On upgrades the dependencies will pull anacron into the upgrade transaction so there should not be any problem of course modulo any user modifications of /etc/crontab which might interfere.

Comment 6 Jonathan Kamens 2009-01-28 16:27:25 UTC
"service anacron stop will stop anacron only when it is started as a service
through the init script."

This is not so.  The anacron currently running on my machine was started through the init script, and "service anacron stop" did not stop it, as I showed in my previous comment.

I see, also, that "service anacron start" does not actually put the service into a started state, presumably because today's jobs have already been run:

$ sudo service anacron start
Starting anacron: ^[[60G[^[[0;32m  OK  ^[[0;39m]
$ sudo service anacron status
anacron is stopped
$ 

This is a poor design.  It is not consistent with how /etc/init.d scripts are supposed to work, and it'll prevent the scheme I proposed above from working.  It should be fixed so that even when anacron -s isn't running because the day's jobs have already been run, the service script should still think that the anacron service is on, and furthermore, the anacron cron jobs that actually fire up the daily jobs should be fixed so that when the service script does *not* think that anacron is running, they don't do anything.

"On upgrades the dependencies will pull anacron into the upgrade transaction"

What dependencies?  I see nothing obvious in the dependencies of either the crontabs or the cronie RPM that would pull in anacron.  Please be more specific.

Comment 7 Tomas Mraz 2009-01-28 16:49:01 UTC
I was wrong with the dependency - I'm sorry. I suppose there should be added a virtual provide to anacron and fcron which would allow pulling it by crontabs package. Or it could be done the other way so the cronie will directly require anacron (that's maybe even more appropriate).

The init script of anacron should be simply removed as it will not be needed anymore.

Comment 8 Marcela Mašláňová 2009-02-06 14:16:25 UTC
New anacron-2.3-68 has option START_HOURS_RANGE which should solve your problem. The cron tests every first minute of hour whether the cron.daily should be running or not. If the option will be set for example to 4-7, then the job will start in this hour range. It will start precisely at 4:01, if you don't have any other delays set in /etc/anacrontab.

Please take a look and let me know, whether there are some other problems.

Comment 9 Jonathan Kamens 2009-02-10 05:47:09 UTC
I have "START_HOURS_RANGE=1-3" in /etc/anacrontab.

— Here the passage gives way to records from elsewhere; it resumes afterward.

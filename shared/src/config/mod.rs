//! Configuration module with business-specific sub-modules
//!
//! - `auth` - token signing, revocation windows, password hashing
//! - `database` - storage backend and MySQL pool settings
//! - `environment` - environment detection and logging configuration
//! - `server` - HTTP bind address

pub mod auth;
pub mod database;
pub mod environment;
pub mod server;

use serde::{Deserialize, Serialize};
use std::str::FromStr;

pub use auth::{AuthConfig, JwtConfig, PasswordConfig, RevocationConfig};
pub use database::{DatabaseConfig, StorageBackend};
pub use environment::{Environment, LogFormat, LoggingConfig};
pub use server::ServerConfig;

/// Complete application configuration combining all sub-configurations
///
/// Built once at startup and handed to the services by value or reference.
#[derive(Debug, Clone, Deserialize, Serialize)]
pub struct AppConfig {
    /// Environment configuration
    pub environment: Environment,

    /// Server configuration
    pub server: ServerConfig,

    /// Database configuration
    pub database: DatabaseConfig,

    /// Authentication configuration
    pub auth: AuthConfig,

    /// Logging configuration
    #[serde(default)]
    pub logging: LoggingConfig,
}

impl Default for AppConfig {
    fn default() -> Self {
        let env = Environment::default();
        Self {
            environment: env,
            server: ServerConfig::default(),
            database: DatabaseConfig::default(),
            auth: AuthConfig::default(),
            logging: LoggingConfig::for_environment(env),
        }
    }
}

impl AppConfig {
    /// Load configuration from environment
    pub fn from_env() -> Self {
        let environment = Environment::from_env();
        Self {
            environment,
            server: ServerConfig::from_env(),
            database: DatabaseConfig::from_env(),
            auth: AuthConfig::from_env(),
            logging: LoggingConfig::for_environment(environment),
        }
    }
}

/// Read and parse an environment variable, falling back to `default` when it
/// is unset or does not parse.
pub(crate) fn env_or<T: FromStr>(key: &str, default: T) -> T {
    std::env::var(key)
        .ok()
        .and_then(|value| value.trim().parse().ok())
        .unwrap_or(default)
}

#[cfg(test)]
mod tests {
    use super::*;

    #[test]
    fn test_env_or_falls_back() {
        assert_eq!(env_or("SG_TEST_SURELY_UNSET_KEY", 42u32), 42);
    }

    #[test]
    fn test_app_config_default() {
        let config = AppConfig::default();
        assert_eq!(config.environment, Environment::Development);
        assert_eq!(config.auth.jwt.access_token_expiry_minutes, 5);
        assert_eq!(config.logging.level, "debug");
    }
}
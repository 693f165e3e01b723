//! Environment configuration module

use serde::{Deserialize, Serialize};
use std::env;

/// Application environment
#[derive(Debug, Clone, Copy, PartialEq, Eq, Deserialize, Serialize)]
#[serde(rename_all = "lowercase")]
pub enum Environment {
    /// Development environment
    Development,
    /// Staging/test environment
    Staging,
    /// Production environment
    Production,
}

impl Environment {
    /// Check if running in production
    pub fn is_production(&self) -> bool {
        matches!(self, Environment::Production)
    }

    /// Check if running in development
    pub fn is_development(&self) -> bool {
        matches!(self, Environment::Development)
    }

    /// Get environment from ENV variable
    pub fn from_env() -> Self {
        env::var("ENVIRONMENT")
            .or_else(|_| env::var("ENV"))
            .unwrap_or_else(|_| String::from("development"))
            .parse()
            .unwrap_or(Environment::Development)
    }
}

impl Default for Environment {
    fn default() -> Self {
        Environment::Development
    }
}

impl std::fmt::Display for Environment {
    fn fmt(&self, f: &mut std::fmt::Formatter<'_>) -> std::fmt::Result {
        match self {
            Environment::Development => write!(f, "development"),
            Environment::Staging => write!(f, "staging"),
            Environment::Production => write!(f, "production"),
        }
    }
}

impl std::str::FromStr for Environment {
    type Err = String;

    fn from_str(s: &str) -> Result<Self, Self::Err> {
        match s.to_lowercase().as_str() {
            "development" | "dev" => Ok(Environment::Development),
            "staging" | "stage" | "test" => Ok(Environment::Staging),
            "production" | "prod" => Ok(Environment::Production),
            _ => Err(format!("Invalid environment: {}", s)),
        }
    }
}

/// Logging configuration
#[derive(Debug, Clone, Deserialize, Serialize)]
pub struct LoggingConfig {
    /// Default filter directive when `RUST_LOG` is not set
    pub level: String,

    /// Log format (json, pretty, compact)
    #[serde(default = "default_log_format")]
    pub format: LogFormat,

    /// Include source location in logs
    #[serde(default)]
    pub source_location: bool,
}

impl Default for LoggingConfig {
    fn default() -> Self {
        Self {
            level: String::from("info"),
            format: default_log_format(),
            source_location: false,
        }
    }
}

impl LoggingConfig {
    /// Create logging config for environment
    pub fn for_environment(env: Environment) -> Self {
        match env {
            Environment::Development => Self {
                level: String::from("debug"),
                format: LogFormat::Pretty,
                source_location: true,
            },
            Environment::Staging => Self {
                level: String::from("info"),
                format: LogFormat::Json,
                source_location: false,
            },
            Environment::Production => Self {
                level: String::from("info"),
                format: LogFormat::Json,
                source_location: false,
            },
        }
    }
}

/// Log format enumeration
#[derive(Debug, Clone, Copy, PartialEq, Eq, Deserialize, Serialize)]
#[serde(rename_all = "lowercase")]
pub enum LogFormat {
    Json,
    Pretty,
    Compact,
}

fn default_log_format() -> LogFormat {
    LogFormat::Compact
}

#[cfg(test)]
mod tests {
    use super::*;

    #[test]
    fn test_environment_parsing() {
        assert_eq!("prod".parse::<Environment>().unwrap(), Environment::Production);
        assert_eq!("Staging".parse::<Environment>().unwrap(), Environment::Staging);
        assert_eq!("dev".parse::<Environment>().unwrap(), Environment::Development);
        assert!("qa".parse::<Environment>().is_err());
    }

    #[test]
    fn test_logging_for_environment() {
        let dev = LoggingConfig::for_environment(Environment::Development);
        assert_eq!(dev.level, "debug");
        assert_eq!(dev.format, LogFormat::Pretty);

        let prod = LoggingConfig::for_environment(Environment::Production);
        assert_eq!(prod.format, LogFormat::Json);
        assert!(!prod.source_location);
    }
}
//! Authentication route handlers
//!
//! - Registration and login
//! - Access token refresh
//! - Logout
//! - Current user profile

pub mod login;
pub mod logout;
pub mod me;
pub mod refresh;
pub mod register;

use std::sync::Arc;

use sg_core::{
    errors::DomainResult,
    repositories::{RevocationRepository, UserRepository},
    AccountService, Clock, LogoutPolicy, LogoutService, PasswordHasher, SystemClock,
    TokenService, TokenServiceConfig,
};
use sg_shared::AuthConfig;

/// Services shared by every worker
pub struct AppState<R: RevocationRepository, U: UserRepository> {
    pub token_service: Arc<TokenService<R, U>>,
    pub account_service: AccountService<R, U>,
    pub logout_service: LogoutService<R, U>,
}

impl<R: RevocationRepository, U: UserRepository> AppState<R, U> {
    pub fn new(revocations: Arc<R>, users: Arc<U>, config: &AuthConfig) -> DomainResult<Self> {
        Self::with_clock(revocations, users, config, Arc::new(SystemClock))
    }

    /// Builds the services around an explicit clock
    pub fn with_clock(
        revocations: Arc<R>,
        users: Arc<U>,
        config: &AuthConfig,
        clock: Arc<dyn Clock>,
    ) -> DomainResult<Self> {
        let token_service = Arc::new(TokenService::with_clock(
            revocations,
            users.clone(),
            TokenServiceConfig::from(&config.jwt),
            clock,
        )?);
        let account_service = AccountService::new(
            users,
            token_service.clone(),
            PasswordHasher::from_config(&config.password),
        );
        let logout_service = LogoutService::new(
            token_service.clone(),
            LogoutPolicy::try_from(&config.revocation)?,
        );

        Ok(Self {
            token_service,
            account_service,
            logout_service,
        })
    }
}
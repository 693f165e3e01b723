//! Token entities for JWT-based session credentials.
//!
//! The JWT payload is a flat JSON object discriminated by `token_type`:
//!
//! ```json
//! {"token_type":"access","user_id":7,"first_name":"Ada","last_name":"Lovelace",
//!  "email":"a@b.com","iat":1700000000,"exp":1700000300,"jti":"..."}
//! ```

use std::fmt;

use chrono::{DateTime, TimeZone, Utc};
use serde::{Deserialize, Serialize};
use uuid::Uuid;

use super::user::User;

/// Purpose a token was issued for
#[derive(Debug, Clone, Copy, PartialEq, Eq, Hash, Serialize, Deserialize)]
#[serde(rename_all = "lowercase")]
pub enum TokenType {
    /// Short-lived bearer credential for API calls
    Access,
    /// Longer-lived credential only accepted by the refresh exchange
    Refresh,
}

impl fmt::Display for TokenType {
    fn fmt(&self, f: &mut fmt::Formatter<'_>) -> fmt::Result {
        match self {
            TokenType::Access => write!(f, "access"),
            TokenType::Refresh => write!(f, "refresh"),
        }
    }
}

/// Claims carried by an access token
#[derive(Debug, Clone, PartialEq, Eq, Serialize, Deserialize)]
pub struct AccessClaims {
    /// Subject (user ID)
    pub user_id: u64,

    /// Denormalized profile fields for downstream convenience
    pub first_name: String,
    pub last_name: String,
    pub email: String,

    /// Issued at timestamp
    pub iat: i64,

    /// Expiration timestamp
    pub exp: i64,

    /// JWT ID (unique identifier for the token)
    pub jti: String,
}

impl AccessClaims {
    /// Creates access claims for `user`, valid from `issued_at` until `expires_at`
    pub fn new(user: &User, issued_at: DateTime<Utc>, expires_at: DateTime<Utc>) -> Self {
        Self {
            user_id: user.id,
            first_name: user.first_name.clone(),
            last_name: user.last_name.clone(),
            email: user.email.clone(),
            iat: issued_at.timestamp(),
            exp: expires_at.timestamp(),
            jti: Uuid::new_v4().to_string(),
        }
    }
}

/// Claims carried by a refresh token
#[derive(Debug, Clone, PartialEq, Eq, Serialize, Deserialize)]
pub struct RefreshClaims {
    /// Subject (user ID)
    pub user_id: u64,

    /// Issued at timestamp
    pub iat: i64,

    /// Expiration timestamp
    pub exp: i64,

    /// JWT ID (unique identifier for the token)
    pub jti: String,
}

impl RefreshClaims {
    /// Creates refresh claims for `user_id`, valid from `issued_at` until `expires_at`
    pub fn new(user_id: u64, issued_at: DateTime<Utc>, expires_at: DateTime<Utc>) -> Self {
        Self {
            user_id,
            iat: issued_at.timestamp(),
            exp: expires_at.timestamp(),
            jti: Uuid::new_v4().to_string(),
        }
    }
}

/// Verified claims of either token kind.
///
/// Consumers must match on the variant before trusting the token's purpose.
#[derive(Debug, Clone, PartialEq, Eq, Serialize, Deserialize)]
#[serde(tag = "token_type", rename_all = "lowercase")]
pub enum Claims {
    Access(AccessClaims),
    Refresh(RefreshClaims),
}

impl Claims {
    /// Kind of token these claims were issued for
    pub fn token_type(&self) -> TokenType {
        match self {
            Claims::Access(_) => TokenType::Access,
            Claims::Refresh(_) => TokenType::Refresh,
        }
    }

    /// Subject (user ID)
    pub fn user_id(&self) -> u64 {
        match self {
            Claims::Access(c) => c.user_id,
            Claims::Refresh(c) => c.user_id,
        }
    }

    /// Expiration as a Unix timestamp
    pub fn exp(&self) -> i64 {
        match self {
            Claims::Access(c) => c.exp,
            Claims::Refresh(c) => c.exp,
        }
    }

    pub fn jti(&self) -> &str {
        match self {
            Claims::Access(c) => &c.jti,
            Claims::Refresh(c) => &c.jti,
        }
    }

    /// Expiration as an absolute instant
    pub fn expires_at(&self) -> DateTime<Utc> {
        timestamp_to_datetime(self.exp())
    }

    /// A token is expired once `now` reaches its `exp`
    pub fn is_expired_at(&self, now: DateTime<Utc>) -> bool {
        now.timestamp() >= self.exp()
    }
}

impl From<AccessClaims> for Claims {
    fn from(claims: AccessClaims) -> Self {
        Claims::Access(claims)
    }
}

impl From<RefreshClaims> for Claims {
    fn from(claims: RefreshClaims) -> Self {
        Claims::Refresh(claims)
    }
}

/// Token pair returned by issuance
#[derive(Debug, Clone, PartialEq, Eq, Serialize, Deserialize)]
pub struct TokenPair {
    /// Signed access token
    pub access_token: String,

    /// Signed refresh token
    pub refresh_token: String,

    /// When the access token stops validating
    pub access_expires_at: DateTime<Utc>,

    /// When the refresh token stops validating
    pub refresh_expires_at: DateTime<Utc>,
}

/// Freshly minted access token returned by the refresh exchange
#[derive(Debug, Clone, PartialEq, Eq, Serialize, Deserialize)]
pub struct AccessToken {
    pub token: String,
    pub expires_at: DateTime<Utc>,
}

fn timestamp_to_datetime(timestamp: i64) -> DateTime<Utc> {
    Utc.timestamp_opt(timestamp, 0)
        .single()
        .unwrap_or(DateTime::<Utc>::MAX_UTC)
}

#[cfg(test)]
mod tests {
    use super::*;
    use chrono::Duration;
    use serde_json::json;

    fn user() -> User {
        User {
            id: 7,
            first_name: "Ada".to_string(),
            last_name: "Lovelace".to_string(),
            email: "a@b.com".to_string(),
            password_hash: String::new(),
            created_at: Utc::now(),
            updated_at: Utc::now(),
        }
    }

    #[test]
    fn test_access_claims_carry_profile() {
        let now = Utc::now();
        let claims = AccessClaims::new(&user(), now, now + Duration::minutes(5));

        assert_eq!(claims.user_id, 7);
        assert_eq!(claims.email, "a@b.com");
        assert_eq!(claims.first_name, "Ada");
        assert_eq!(claims.iat, now.timestamp());
        assert_eq!(claims.exp, now.timestamp() + 300);
        assert!(Uuid::parse_str(&claims.jti).is_ok());
    }

    #[test]
    fn test_claims_are_unique_per_issuance() {
        let now = Utc::now();
        let a = RefreshClaims::new(7, now, now + Duration::minutes(60));
        let b = RefreshClaims::new(7, now, now + Duration::minutes(60));

        assert_ne!(a.jti, b.jti);
    }

    #[test]
    fn test_wire_shape_is_tagged_by_token_type() {
        let now = Utc::now();
        let claims: Claims = AccessClaims::new(&user(), now, now + Duration::minutes(5)).into();
        let value = serde_json::to_value(&claims).unwrap();

        assert_eq!(value["token_type"], "access");
        assert_eq!(value["user_id"], 7);
        assert_eq!(value["email"], "a@b.com");

        let claims: Claims = RefreshClaims::new(7, now, now + Duration::minutes(60)).into();
        let value = serde_json::to_value(&claims).unwrap();

        assert_eq!(value["token_type"], "refresh");
        assert!(value.get("email").is_none());
    }

    #[test]
    fn test_decode_rejects_unknown_shapes() {
        let missing_type = json!({"user_id": 7, "exp": 1, "iat": 0, "jti": "x"});
        assert!(serde_json::from_value::<Claims>(missing_type).is_err());

        let unknown_type =
            json!({"token_type": "id", "user_id": 7, "exp": 1, "iat": 0, "jti": "x"});
        assert!(serde_json::from_value::<Claims>(unknown_type).is_err());

        let string_subject =
            json!({"token_type": "refresh", "user_id": "7", "exp": 1, "iat": 0, "jti": "x"});
        assert!(serde_json::from_value::<Claims>(string_subject).is_err());

        let access_without_email = json!({
            "token_type": "access", "user_id": 7, "first_name": "Ada",
            "last_name": "Lovelace", "exp": 1, "iat": 0, "jti": "x"
        });
        assert!(serde_json::from_value::<Claims>(access_without_email).is_err());
    }

    #[test]
    fn test_expiry_boundary() {
        let now = Utc::now();
        let claims: Claims = RefreshClaims::new(7, now, now + Duration::seconds(10)).into();

        assert!(!claims.is_expired_at(now));
        assert!(!claims.is_expired_at(now + Duration::seconds(9)));
        assert!(claims.is_expired_at(now + Duration::seconds(10)));
        assert_eq!(claims.expires_at().timestamp(), claims.exp());
        assert_eq!(claims.token_type(), TokenType::Refresh);
        assert_eq!(TokenType::Access.to_string(), "access");
    }
}
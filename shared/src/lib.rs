//! Shared utilities and common types for the SessionGuard server
//!
//! This crate provides common functionality used across all server modules:
//! - Configuration types loaded from the environment
//! - Error codes and response envelopes
//! - Validation helpers (email format, password strength)

pub mod config;
pub mod errors;
pub mod types;
pub mod utils;

// Re-export commonly used items at crate root
pub use config::{
    AppConfig, AuthConfig, DatabaseConfig, Environment, JwtConfig, LoggingConfig,
    PasswordConfig, RevocationConfig, ServerConfig, StorageBackend,
};
pub use errors::error_codes;
pub use types::{ApiResponse, HealthResponse};
pub use utils::validation;
//! Database module - MySQL implementations using SQLx
//!
//! This module provides database access layer implementations including:
//! - Connection pool management
//! - Schema bootstrap
//! - Repository pattern implementations

pub mod connection;
pub mod mysql;
pub mod schema;


// Re-export commonly used types
pub use connection::{DatabasePool, PoolStatistics};
pub use mysql::{MySqlRevocationRepository, MySqlUserRepository};
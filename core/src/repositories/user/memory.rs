//! In-memory implementation of UserRepository for tests and local runs

use std::collections::HashMap;
use std::sync::Arc;

use async_trait::async_trait;
use chrono::Utc;
use tokio::sync::RwLock;

use crate::domain::entities::user::{NewUser, User};
use crate::errors::{AuthError, DomainError};

use super::r#trait::UserRepository;

#[derive(Debug, Default)]
struct UserTable {
    next_id: u64,
    users: HashMap<u64, User>,
}

/// In-memory user repository
#[derive(Debug, Clone, Default)]
pub struct InMemoryUserRepository {
    table: Arc<RwLock<UserTable>>,
}

impl InMemoryUserRepository {
    pub fn new() -> Self {
        Self::default()
    }

    /// Store `user` under its own id, replacing any existing record
    pub async fn insert(&self, user: User) {
        let mut table = self.table.write().await;
        table.next_id = table.next_id.max(user.id);
        table.users.insert(user.id, user);
    }

    /// Remove a user, returning whether it existed
    pub async fn remove(&self, id: u64) -> bool {
        self.table.write().await.users.remove(&id).is_some()
    }

    pub async fn len(&self) -> usize {
        self.table.read().await.users.len()
    }

    pub async fn is_empty(&self) -> bool {
        self.len().await == 0
    }
}

#[async_trait]
impl UserRepository for InMemoryUserRepository {
    async fn find_by_id(&self, id: u64) -> Result<Option<User>, DomainError> {
        let table = self.table.read().await;
        Ok(table.users.get(&id).cloned())
    }

    async fn find_by_email(&self, email: &str) -> Result<Option<User>, DomainError> {
        let table = self.table.read().await;
        Ok(table.users.values().find(|u| u.email == email).cloned())
    }

    async fn create(&self, new_user: NewUser) -> Result<User, DomainError> {
        let mut table = self.table.write().await;

        if table.users.values().any(|u| u.email == new_user.email) {
            return Err(AuthError::EmailAlreadyExists.into());
        }

        table.next_id += 1;
        let user = User::from_new(table.next_id, new_user, Utc::now());
        table.users.insert(user.id, user.clone());
        Ok(user)
    }

    async fn update(&self, mut user: User) -> Result<User, DomainError> {
        let mut table = self.table.write().await;

        if table
            .users
            .values()
            .any(|u| u.id != user.id && u.email == user.email)
        {
            return Err(AuthError::EmailAlreadyExists.into());
        }

        let Some(stored) = table.users.get_mut(&user.id) else {
            return Err(DomainError::NotFound {
                resource: format!("user {}", user.id),
            });
        };

        user.created_at = stored.created_at;
        user.updated_at = Utc::now();
        *stored = user.clone();
        Ok(user)
    }
}
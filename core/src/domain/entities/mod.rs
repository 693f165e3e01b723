//! Domain entities representing core business objects.

pub mod revocation;
pub mod token;
pub mod user;

// Re-export commonly used types
pub use revocation::RevocationEntry;
pub use token::{AccessClaims, AccessToken, Claims, RefreshClaims, TokenPair, TokenType};
pub use user::{NewUser, User};
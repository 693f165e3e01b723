//! Token service tests and shared fixtures

mod service_tests;

use std::sync::Arc;

use chrono::{DateTime, TimeZone, Utc};

use crate::domain::clock::{Clock, ManualClock};
use crate::domain::entities::user::{NewUser, User};
use crate::repositories::{InMemoryRevocationRepository, InMemoryUserRepository, UserRepository};
use crate::services::token::{TokenService, TokenServiceConfig};

pub(super) const TEST_SECRET: &str = "test-secret-for-token-service";

pub(super) struct Fixture {
    pub service: TokenService<InMemoryRevocationRepository, InMemoryUserRepository>,
    pub users: Arc<InMemoryUserRepository>,
    pub revocations: Arc<InMemoryRevocationRepository>,
    pub clock: ManualClock,
    pub user: User,
}

impl Fixture {
    pub fn clock_now(&self) -> DateTime<Utc> {
        self.clock.now()
    }
}

pub(super) fn test_config() -> TokenServiceConfig {
    TokenServiceConfig {
        jwt_secret: TEST_SECRET.to_string(),
        access_token_expiry_minutes: 5,
        refresh_token_expiry_minutes: 60,
    }
}

pub(super) async fn fixture() -> Fixture {
    fixture_with_config(test_config()).await
}

pub(super) async fn fixture_with_config(config: TokenServiceConfig) -> Fixture {
    let users = Arc::new(InMemoryUserRepository::new());
    let revocations = Arc::new(InMemoryRevocationRepository::new());
    let clock = ManualClock::new(Utc.with_ymd_and_hms(2024, 1, 1, 12, 0, 0).unwrap());

    let user = users
        .create(NewUser {
            first_name: "Ada".to_string(),
            last_name: "Lovelace".to_string(),
            email: "a@b.com".to_string(),
            password_hash: "digest".to_string(),
        })
        .await
        .unwrap();

    let service = TokenService::with_clock(
        revocations.clone(),
        users.clone(),
        config,
        Arc::new(clock.clone()),
    )
    .unwrap();

    Fixture {
        service,
        users,
        revocations,
        clock,
        user,
    }
}
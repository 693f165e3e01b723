use actix_web::{web, HttpResponse};
use sg_core::repositories::{RevocationRepository, UserRepository};
use sg_shared::ApiResponse;
use validator::Validate;

use super::AppState;
use crate::dto::auth::{AccessTokenResponse, RefreshTokenRequest};
use crate::handlers::error::{handle_domain_error, validation_failure};

/// Handler for POST /auth/refresh
///
/// Issues a new access token from a valid refresh token. The refresh token
/// itself is not rotated and stays usable until it expires or is revoked.
///
/// # Request Body
///
/// ```json
/// { "refresh_token": "eyJ..." }
/// ```
///
/// ## Errors
/// - 401 Unauthorized: invalid, expired, revoked or wrong-type token, or the
///   user no longer exists
/// - 503 Service Unavailable: revocation store unreachable
pub async fn refresh<R, U>(
    state: web::Data<AppState<R, U>>,
    request: web::Json<RefreshTokenRequest>,
) -> HttpResponse
where
    R: RevocationRepository + 'static,
    U: UserRepository + 'static,
{
    if let Err(errors) = request.validate() {
        return handle_domain_error(&validation_failure(errors));
    }

    match state
        .token_service
        .refresh_access_token(&request.refresh_token)
        .await
    {
        Ok(token) => HttpResponse::Ok().json(ApiResponse::success(
            "Token refreshed",
            AccessTokenResponse::from(token),
        )),
        Err(error) => handle_domain_error(&error),
    }
}
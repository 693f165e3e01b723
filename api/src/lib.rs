//! Session gateway: the HTTP surface over the SessionGuard token engine.
//!
//! Exposed as a library so integration tests can build the app in-process.

pub mod app;
pub mod config;
pub mod dto;
pub mod handlers;
pub mod middleware;
pub mod routes;

pub use app::create_app;
pub use config::{Config, CorsConfig};
pub use routes::auth::AppState;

Here's what I just saw in my syslog (courtesy of my customized logwatch script, which catches debug log messages as well as messages that normally go into /var/log/messages):

anacron: START_HOURS_RANGE wasn't set correctly: 1
kernel: anacron[16421]: segfault at 0 ip 008c9238 sp bfef517c error 4 in libc-2.9.90.so[899000+16f000]

Comment 10 Marcela Mašláňová 2009-02-10 10:58:52 UTC
This should be fixed in anacron-2.3-69.fc11.

Comment 11 Jonathan Kamens 2009-02-11 13:04:39 UTC
Perhaps it doesn't coredump anymore, but it also doesn't work.

I still have START_HOURS_RANGE=1-3 in my /etc/anacrontab, and yet anacron just ran, at 8:00 in the morning, and logged this:

Jobs will be executed sequentially
Will run job `cron.daily' in 5 min.
Will run job `cron.weekly' in 25 min.

Why is it running the jobs if I told it to only start them between 1 and 3am?

Comment 12 Tomas Mraz 2009-02-11 13:28:36 UTC
It will not really run them. The test for the hours range is done only at the actual time of the execution of the job and only a debug message is generated if the job is not run.

Comment 13 Jonathan Kamens 2009-02-11 14:02:39 UTC
And then afterwards it logs a message claiming that the two jobs were run when in fact they were not.

This is a bug.  The program should not log things that are not true.  The logic for checking *all* the conditions which affect whether the job should run should take place early enough that anacron doesn't log that the jobs are going to run / have been when in fact they are not / have not.

Comment 14 Marcela Mašláňová 2009-02-19 14:27:06 UTC
Ok, I made another attempt to fix this problem in anacron-2.3-70.fc11. Any other comment or idea is welcomed.